● **Exercise description**: Return all of the entries below exactly as they are given.

● **Source records**:
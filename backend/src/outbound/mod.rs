//! Outbound adapters implementing domain ports for external infrastructure.
//!
//! - **persistence**: PostgreSQL-backed stores using Diesel ORM
//! - **memory**: mutex-guarded stores for development and tests
//! - **security**: Argon2 password hashing
//!
//! Adapters are thin translators between domain types and
//! infrastructure-specific representations. They contain no business logic.

pub mod memory;
pub mod persistence;
pub mod security;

● **Answer section**:
filename backend/src/outbound/mod.rs
//! Outbound adapters implementing domain ports for external infrastructure.
//!
//! - **persistence**: PostgreSQL-backed stores using Diesel ORM
//! - **memory**: mutex-guarded stores for development and tests
//! - **security**: Argon2 password hashing
//!
//! Adapters are thin translators between domain types and
//! infrastructure-specific representations. They contain no business logic.

pub mod memory;
pub mod persistence;
pub mod security;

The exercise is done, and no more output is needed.